- **Description of the task**:
Go through the data below. List every line that holds the word "Ordered".

- **Records shown**:
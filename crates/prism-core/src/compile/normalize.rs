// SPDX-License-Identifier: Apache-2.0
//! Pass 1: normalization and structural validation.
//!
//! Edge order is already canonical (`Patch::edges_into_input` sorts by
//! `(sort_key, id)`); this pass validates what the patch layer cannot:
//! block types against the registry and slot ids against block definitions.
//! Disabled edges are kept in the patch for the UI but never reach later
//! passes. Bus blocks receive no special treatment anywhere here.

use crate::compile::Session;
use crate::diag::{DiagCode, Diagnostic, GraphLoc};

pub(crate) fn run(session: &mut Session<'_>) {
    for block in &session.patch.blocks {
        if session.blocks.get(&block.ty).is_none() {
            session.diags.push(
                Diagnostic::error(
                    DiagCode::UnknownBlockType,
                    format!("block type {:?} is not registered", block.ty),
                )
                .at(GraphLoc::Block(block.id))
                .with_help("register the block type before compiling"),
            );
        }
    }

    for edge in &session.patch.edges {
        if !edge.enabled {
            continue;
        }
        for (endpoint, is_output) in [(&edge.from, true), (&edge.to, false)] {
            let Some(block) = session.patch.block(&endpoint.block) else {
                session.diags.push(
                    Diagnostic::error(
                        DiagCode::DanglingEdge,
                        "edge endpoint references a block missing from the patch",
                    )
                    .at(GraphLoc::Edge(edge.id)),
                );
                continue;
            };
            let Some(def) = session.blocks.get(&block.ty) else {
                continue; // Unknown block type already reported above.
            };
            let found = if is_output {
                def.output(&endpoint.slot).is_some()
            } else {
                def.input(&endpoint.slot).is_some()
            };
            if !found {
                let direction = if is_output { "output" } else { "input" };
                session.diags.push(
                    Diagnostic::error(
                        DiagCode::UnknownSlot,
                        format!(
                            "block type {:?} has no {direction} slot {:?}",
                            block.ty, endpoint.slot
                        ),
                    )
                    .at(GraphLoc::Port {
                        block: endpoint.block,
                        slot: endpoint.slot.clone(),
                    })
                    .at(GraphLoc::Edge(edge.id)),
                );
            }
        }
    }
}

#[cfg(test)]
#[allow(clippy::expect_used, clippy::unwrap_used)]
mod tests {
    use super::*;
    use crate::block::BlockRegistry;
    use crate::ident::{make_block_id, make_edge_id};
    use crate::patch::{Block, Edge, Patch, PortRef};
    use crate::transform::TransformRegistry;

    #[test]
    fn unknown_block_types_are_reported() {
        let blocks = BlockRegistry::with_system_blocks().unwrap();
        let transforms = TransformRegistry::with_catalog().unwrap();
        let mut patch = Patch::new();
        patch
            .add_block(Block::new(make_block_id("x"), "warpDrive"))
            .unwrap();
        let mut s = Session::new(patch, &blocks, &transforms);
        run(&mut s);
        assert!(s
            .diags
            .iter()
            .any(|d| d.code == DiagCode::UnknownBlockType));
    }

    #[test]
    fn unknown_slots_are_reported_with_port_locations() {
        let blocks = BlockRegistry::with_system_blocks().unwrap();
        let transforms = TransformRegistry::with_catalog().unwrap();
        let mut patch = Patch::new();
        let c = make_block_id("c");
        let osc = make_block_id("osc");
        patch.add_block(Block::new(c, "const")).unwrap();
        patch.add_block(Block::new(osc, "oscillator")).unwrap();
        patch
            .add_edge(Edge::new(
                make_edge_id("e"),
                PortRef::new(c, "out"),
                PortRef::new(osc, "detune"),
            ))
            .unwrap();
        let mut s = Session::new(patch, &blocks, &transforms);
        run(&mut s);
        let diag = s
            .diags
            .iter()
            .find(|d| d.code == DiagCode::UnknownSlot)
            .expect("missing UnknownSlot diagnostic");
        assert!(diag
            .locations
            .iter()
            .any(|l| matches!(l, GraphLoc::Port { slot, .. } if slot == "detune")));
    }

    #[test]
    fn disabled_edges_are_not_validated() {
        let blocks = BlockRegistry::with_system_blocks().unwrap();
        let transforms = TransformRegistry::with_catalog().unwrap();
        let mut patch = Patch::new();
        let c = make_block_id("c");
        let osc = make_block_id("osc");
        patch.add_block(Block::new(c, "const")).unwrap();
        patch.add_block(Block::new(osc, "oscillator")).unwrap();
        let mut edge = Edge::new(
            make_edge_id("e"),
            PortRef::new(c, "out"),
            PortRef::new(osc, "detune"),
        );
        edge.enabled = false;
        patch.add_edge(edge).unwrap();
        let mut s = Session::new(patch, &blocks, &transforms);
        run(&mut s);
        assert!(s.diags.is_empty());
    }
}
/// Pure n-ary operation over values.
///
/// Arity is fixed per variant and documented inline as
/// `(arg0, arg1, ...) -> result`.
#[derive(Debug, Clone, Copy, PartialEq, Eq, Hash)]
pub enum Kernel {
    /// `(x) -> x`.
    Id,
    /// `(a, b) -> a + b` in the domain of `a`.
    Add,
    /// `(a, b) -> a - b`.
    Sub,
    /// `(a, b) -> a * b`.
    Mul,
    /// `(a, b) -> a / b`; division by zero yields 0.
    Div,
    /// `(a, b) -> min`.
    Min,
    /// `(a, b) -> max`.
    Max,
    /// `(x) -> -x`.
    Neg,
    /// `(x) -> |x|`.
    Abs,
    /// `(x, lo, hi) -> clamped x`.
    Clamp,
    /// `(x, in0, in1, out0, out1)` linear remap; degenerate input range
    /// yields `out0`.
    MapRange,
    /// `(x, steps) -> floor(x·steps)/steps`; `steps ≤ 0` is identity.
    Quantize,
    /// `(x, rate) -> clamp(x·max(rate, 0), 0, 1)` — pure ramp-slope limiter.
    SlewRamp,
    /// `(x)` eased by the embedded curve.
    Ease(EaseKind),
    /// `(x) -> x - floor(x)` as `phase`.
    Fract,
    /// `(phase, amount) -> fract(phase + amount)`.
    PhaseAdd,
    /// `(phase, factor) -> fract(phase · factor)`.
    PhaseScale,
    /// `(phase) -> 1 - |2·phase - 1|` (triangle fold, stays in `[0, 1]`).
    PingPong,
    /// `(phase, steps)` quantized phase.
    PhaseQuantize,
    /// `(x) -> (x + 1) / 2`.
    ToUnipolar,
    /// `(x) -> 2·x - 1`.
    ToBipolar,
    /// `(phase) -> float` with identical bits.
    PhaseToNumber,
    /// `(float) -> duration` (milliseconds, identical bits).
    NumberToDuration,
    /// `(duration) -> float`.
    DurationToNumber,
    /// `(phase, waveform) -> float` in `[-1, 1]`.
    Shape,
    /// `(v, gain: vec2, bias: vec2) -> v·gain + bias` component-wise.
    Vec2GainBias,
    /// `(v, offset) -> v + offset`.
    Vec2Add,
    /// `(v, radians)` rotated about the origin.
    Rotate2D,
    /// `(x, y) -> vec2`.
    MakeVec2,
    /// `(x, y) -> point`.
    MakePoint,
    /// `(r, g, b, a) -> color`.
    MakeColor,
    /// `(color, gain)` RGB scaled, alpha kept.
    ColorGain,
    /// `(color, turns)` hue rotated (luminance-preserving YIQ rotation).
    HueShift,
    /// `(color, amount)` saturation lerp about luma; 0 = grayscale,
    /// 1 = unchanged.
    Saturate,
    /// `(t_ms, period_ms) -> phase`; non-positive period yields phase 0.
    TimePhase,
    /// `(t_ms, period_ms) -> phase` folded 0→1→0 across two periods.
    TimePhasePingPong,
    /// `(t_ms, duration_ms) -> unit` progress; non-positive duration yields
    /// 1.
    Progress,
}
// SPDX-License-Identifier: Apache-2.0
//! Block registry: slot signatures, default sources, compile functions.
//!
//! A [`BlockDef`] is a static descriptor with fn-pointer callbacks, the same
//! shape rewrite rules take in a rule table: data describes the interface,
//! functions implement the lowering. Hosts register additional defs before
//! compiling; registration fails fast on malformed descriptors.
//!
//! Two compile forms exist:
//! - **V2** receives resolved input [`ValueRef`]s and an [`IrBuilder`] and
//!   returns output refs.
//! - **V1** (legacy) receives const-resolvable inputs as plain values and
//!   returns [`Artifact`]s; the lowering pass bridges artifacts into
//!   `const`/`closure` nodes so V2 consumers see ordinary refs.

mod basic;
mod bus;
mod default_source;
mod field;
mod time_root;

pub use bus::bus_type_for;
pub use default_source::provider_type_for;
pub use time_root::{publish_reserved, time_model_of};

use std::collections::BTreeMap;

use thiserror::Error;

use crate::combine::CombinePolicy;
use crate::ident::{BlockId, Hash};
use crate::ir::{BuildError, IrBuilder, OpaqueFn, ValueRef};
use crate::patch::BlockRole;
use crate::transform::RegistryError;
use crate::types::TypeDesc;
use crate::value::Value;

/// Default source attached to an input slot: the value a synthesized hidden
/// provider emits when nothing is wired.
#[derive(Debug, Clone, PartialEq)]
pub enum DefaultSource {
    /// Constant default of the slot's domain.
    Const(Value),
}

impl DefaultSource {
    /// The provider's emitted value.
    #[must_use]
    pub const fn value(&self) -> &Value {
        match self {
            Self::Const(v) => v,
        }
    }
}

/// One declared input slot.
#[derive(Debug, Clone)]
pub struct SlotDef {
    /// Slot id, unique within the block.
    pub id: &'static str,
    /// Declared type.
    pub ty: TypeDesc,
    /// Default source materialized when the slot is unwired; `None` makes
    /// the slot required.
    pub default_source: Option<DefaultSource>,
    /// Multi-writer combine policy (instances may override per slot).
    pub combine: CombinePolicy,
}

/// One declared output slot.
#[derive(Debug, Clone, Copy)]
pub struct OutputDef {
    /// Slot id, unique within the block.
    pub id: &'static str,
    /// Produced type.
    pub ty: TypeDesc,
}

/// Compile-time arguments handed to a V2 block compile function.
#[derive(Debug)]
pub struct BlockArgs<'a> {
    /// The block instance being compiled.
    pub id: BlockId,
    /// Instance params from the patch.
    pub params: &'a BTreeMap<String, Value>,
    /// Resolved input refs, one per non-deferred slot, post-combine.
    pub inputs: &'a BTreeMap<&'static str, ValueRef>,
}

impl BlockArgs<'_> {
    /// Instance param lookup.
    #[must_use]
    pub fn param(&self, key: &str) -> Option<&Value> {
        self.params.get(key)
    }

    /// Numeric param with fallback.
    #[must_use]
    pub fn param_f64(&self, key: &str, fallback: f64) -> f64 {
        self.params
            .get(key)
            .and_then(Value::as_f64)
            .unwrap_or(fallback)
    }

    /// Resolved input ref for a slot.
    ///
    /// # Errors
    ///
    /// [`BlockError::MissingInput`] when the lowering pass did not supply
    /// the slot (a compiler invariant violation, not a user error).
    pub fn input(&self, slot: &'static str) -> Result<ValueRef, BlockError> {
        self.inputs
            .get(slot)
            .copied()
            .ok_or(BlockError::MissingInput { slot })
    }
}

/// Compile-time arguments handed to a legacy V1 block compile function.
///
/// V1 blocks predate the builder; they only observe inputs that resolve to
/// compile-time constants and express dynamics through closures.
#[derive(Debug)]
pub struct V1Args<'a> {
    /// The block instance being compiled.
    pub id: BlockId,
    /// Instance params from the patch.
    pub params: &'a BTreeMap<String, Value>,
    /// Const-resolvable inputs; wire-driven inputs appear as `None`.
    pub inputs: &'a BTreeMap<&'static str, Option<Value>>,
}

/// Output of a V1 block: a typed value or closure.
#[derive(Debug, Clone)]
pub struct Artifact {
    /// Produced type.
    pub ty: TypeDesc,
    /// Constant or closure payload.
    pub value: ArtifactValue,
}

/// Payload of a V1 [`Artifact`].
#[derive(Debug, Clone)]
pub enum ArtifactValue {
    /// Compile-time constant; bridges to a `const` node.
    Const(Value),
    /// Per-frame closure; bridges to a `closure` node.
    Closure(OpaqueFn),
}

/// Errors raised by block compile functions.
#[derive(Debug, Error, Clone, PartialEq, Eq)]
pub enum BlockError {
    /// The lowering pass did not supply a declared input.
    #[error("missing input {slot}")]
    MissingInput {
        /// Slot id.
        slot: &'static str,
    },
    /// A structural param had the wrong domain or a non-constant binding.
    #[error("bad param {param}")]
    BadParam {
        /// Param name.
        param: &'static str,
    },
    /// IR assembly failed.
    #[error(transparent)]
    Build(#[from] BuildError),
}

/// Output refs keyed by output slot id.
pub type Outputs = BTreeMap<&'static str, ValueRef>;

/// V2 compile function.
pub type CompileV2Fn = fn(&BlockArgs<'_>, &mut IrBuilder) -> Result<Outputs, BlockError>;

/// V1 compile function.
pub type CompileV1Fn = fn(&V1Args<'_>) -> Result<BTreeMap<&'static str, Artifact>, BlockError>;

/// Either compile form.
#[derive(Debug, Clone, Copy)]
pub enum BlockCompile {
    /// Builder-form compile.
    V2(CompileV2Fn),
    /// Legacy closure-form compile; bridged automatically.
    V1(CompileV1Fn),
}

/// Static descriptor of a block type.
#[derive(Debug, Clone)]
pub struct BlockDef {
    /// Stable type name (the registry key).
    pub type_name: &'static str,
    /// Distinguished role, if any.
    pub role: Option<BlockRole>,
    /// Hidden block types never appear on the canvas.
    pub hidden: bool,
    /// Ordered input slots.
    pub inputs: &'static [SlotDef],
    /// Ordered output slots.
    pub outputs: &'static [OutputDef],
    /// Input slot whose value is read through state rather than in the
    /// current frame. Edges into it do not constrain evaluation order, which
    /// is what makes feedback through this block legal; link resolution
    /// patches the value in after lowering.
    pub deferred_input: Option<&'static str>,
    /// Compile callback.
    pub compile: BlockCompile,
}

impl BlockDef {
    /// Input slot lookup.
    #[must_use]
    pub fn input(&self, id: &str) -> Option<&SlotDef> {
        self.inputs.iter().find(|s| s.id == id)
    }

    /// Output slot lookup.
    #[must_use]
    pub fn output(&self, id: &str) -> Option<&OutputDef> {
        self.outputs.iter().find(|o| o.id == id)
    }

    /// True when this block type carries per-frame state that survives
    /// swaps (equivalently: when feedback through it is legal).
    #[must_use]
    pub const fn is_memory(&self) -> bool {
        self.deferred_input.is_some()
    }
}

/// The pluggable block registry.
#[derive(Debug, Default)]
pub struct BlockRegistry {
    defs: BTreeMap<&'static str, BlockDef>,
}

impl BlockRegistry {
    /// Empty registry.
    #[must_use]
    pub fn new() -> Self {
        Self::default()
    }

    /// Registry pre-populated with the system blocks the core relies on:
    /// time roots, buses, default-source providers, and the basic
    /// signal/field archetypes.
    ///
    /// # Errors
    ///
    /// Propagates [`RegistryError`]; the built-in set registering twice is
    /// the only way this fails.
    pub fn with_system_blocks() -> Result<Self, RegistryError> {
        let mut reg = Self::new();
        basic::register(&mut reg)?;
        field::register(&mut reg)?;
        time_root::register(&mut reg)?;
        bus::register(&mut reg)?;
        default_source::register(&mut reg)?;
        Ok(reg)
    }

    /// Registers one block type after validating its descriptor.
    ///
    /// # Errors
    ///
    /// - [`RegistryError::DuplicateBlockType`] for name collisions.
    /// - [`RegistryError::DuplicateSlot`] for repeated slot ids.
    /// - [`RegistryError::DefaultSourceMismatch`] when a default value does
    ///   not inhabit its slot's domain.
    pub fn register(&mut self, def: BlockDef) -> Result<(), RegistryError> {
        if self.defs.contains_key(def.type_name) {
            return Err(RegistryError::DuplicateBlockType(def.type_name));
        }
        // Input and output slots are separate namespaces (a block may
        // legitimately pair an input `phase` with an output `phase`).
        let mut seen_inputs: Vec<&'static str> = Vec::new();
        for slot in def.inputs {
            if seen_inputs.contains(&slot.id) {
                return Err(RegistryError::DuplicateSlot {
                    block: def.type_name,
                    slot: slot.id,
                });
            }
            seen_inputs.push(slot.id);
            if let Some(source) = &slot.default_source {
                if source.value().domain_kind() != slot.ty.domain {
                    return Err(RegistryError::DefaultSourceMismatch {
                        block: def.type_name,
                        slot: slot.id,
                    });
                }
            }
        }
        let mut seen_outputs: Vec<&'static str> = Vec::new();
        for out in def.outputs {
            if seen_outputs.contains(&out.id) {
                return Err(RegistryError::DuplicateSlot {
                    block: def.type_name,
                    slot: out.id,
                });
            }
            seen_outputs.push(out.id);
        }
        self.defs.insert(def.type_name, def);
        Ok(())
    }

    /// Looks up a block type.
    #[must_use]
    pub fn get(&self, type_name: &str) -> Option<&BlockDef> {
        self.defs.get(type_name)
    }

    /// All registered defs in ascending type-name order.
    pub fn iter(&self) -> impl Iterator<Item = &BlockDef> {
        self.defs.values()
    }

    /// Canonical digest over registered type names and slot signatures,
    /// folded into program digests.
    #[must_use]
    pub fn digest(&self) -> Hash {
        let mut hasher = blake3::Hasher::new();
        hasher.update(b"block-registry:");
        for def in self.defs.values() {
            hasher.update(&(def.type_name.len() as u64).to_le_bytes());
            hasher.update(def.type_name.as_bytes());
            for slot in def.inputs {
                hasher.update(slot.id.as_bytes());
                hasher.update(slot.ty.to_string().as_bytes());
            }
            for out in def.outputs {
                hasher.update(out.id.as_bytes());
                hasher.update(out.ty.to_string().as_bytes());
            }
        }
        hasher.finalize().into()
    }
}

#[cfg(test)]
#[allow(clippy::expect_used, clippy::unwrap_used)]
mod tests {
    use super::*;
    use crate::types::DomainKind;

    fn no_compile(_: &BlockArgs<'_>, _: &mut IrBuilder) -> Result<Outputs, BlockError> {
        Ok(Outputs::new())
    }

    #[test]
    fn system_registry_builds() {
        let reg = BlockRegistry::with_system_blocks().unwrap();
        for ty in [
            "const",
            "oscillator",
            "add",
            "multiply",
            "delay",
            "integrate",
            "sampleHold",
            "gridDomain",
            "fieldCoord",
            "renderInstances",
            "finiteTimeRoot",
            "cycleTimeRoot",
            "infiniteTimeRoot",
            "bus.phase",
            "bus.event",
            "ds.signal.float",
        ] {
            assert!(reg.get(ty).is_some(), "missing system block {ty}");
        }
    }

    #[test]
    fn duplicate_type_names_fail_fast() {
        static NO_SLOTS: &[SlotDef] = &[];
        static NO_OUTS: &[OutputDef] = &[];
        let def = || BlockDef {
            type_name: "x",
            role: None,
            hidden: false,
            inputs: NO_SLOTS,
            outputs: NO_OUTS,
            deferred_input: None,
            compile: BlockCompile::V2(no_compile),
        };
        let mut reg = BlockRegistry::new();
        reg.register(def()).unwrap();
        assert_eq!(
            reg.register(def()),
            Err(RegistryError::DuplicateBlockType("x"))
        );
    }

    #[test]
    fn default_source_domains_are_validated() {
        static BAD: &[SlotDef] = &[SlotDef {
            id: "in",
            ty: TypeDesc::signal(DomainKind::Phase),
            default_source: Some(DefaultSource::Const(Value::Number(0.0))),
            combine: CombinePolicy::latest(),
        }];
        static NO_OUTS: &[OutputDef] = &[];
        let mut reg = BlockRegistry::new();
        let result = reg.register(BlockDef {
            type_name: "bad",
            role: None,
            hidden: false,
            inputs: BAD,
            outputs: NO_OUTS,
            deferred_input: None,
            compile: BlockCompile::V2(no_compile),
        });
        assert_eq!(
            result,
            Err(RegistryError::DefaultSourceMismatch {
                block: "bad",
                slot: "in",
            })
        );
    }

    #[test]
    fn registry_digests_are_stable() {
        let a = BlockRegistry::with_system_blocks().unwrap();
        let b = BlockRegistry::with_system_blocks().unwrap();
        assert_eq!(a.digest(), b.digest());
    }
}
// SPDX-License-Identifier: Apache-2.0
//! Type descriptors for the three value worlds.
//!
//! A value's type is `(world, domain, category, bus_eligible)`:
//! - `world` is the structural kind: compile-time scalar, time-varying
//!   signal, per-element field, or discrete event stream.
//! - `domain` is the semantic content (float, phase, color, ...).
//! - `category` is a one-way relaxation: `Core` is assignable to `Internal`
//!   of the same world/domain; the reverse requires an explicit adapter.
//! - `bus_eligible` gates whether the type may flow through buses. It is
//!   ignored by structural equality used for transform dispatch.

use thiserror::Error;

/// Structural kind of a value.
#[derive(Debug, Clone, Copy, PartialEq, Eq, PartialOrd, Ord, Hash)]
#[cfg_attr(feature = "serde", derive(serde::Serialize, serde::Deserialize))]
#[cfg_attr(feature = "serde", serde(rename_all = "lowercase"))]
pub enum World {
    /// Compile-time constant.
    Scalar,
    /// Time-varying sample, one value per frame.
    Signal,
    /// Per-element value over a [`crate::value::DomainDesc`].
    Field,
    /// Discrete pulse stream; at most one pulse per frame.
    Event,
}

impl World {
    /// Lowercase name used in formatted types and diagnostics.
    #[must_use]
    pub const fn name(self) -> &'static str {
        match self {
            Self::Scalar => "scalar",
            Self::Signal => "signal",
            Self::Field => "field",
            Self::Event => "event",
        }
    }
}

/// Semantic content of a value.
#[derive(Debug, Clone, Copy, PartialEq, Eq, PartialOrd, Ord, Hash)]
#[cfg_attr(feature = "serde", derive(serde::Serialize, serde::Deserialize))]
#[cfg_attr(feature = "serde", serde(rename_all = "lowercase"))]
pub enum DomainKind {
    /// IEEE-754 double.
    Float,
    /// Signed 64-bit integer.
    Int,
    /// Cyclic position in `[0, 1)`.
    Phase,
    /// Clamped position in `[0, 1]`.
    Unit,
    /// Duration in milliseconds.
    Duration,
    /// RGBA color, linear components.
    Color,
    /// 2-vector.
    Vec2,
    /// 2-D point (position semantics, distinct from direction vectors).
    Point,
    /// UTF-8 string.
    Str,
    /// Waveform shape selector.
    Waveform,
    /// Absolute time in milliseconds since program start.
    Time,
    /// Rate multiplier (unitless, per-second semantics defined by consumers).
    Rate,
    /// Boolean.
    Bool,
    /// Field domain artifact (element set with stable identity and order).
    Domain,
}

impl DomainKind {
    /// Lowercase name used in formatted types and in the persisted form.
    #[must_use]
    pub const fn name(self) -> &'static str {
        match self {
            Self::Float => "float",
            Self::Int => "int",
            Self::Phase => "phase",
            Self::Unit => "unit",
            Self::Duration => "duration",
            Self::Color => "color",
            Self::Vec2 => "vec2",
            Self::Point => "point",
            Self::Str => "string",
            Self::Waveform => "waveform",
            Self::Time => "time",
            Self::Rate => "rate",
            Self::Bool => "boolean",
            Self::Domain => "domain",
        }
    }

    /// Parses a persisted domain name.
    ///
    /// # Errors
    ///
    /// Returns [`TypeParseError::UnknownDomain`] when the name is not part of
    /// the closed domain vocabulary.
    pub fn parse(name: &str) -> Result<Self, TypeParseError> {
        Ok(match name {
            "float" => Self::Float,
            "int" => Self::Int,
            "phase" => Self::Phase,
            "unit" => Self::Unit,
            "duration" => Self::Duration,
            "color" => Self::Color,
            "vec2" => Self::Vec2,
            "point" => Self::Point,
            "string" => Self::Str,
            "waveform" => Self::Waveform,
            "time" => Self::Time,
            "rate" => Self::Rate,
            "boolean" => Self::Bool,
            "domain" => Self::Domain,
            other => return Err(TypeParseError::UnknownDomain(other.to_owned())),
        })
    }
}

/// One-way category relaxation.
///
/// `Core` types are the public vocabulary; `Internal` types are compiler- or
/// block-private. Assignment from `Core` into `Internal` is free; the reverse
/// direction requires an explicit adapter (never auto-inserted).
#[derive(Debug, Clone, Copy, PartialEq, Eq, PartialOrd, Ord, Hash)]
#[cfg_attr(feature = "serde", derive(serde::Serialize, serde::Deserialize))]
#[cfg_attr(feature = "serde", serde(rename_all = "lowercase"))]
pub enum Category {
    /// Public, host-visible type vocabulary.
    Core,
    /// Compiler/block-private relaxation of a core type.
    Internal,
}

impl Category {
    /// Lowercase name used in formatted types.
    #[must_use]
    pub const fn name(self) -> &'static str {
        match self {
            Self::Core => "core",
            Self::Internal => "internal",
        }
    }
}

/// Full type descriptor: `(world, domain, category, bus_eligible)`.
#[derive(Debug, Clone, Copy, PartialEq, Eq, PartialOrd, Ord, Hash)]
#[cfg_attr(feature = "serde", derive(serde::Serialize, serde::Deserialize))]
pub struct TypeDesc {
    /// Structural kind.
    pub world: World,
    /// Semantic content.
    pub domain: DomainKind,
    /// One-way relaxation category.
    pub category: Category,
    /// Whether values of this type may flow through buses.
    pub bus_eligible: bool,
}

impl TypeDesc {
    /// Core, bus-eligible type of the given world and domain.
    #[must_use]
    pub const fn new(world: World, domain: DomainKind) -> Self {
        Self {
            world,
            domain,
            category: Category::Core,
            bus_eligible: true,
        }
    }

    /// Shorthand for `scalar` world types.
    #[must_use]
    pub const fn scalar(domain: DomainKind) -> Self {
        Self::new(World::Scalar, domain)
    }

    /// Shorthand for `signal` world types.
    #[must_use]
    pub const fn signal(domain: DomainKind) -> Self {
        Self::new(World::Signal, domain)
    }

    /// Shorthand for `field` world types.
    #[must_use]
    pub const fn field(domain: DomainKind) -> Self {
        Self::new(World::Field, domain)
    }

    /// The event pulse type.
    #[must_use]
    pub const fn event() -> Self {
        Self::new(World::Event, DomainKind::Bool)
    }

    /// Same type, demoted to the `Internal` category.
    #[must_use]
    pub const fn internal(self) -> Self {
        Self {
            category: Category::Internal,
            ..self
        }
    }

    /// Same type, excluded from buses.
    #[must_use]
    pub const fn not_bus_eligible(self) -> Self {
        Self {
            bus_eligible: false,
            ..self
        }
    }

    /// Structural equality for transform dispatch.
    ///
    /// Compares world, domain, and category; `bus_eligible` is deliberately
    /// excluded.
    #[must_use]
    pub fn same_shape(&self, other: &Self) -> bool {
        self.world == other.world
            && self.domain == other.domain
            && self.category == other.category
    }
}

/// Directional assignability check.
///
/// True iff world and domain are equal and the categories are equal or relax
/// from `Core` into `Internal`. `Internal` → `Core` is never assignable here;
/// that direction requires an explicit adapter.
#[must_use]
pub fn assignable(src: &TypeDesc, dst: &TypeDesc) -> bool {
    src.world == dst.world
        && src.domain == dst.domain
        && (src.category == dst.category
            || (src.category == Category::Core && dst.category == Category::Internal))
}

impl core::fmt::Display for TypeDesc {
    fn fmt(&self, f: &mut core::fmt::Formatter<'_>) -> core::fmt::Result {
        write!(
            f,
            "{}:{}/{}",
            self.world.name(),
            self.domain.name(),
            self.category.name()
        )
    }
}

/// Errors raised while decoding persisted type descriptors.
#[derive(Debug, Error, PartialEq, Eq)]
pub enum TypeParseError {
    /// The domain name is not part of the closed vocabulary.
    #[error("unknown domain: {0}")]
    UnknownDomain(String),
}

- **Task response**:
    /// Ordered input slots.
    /// Ordered output slots.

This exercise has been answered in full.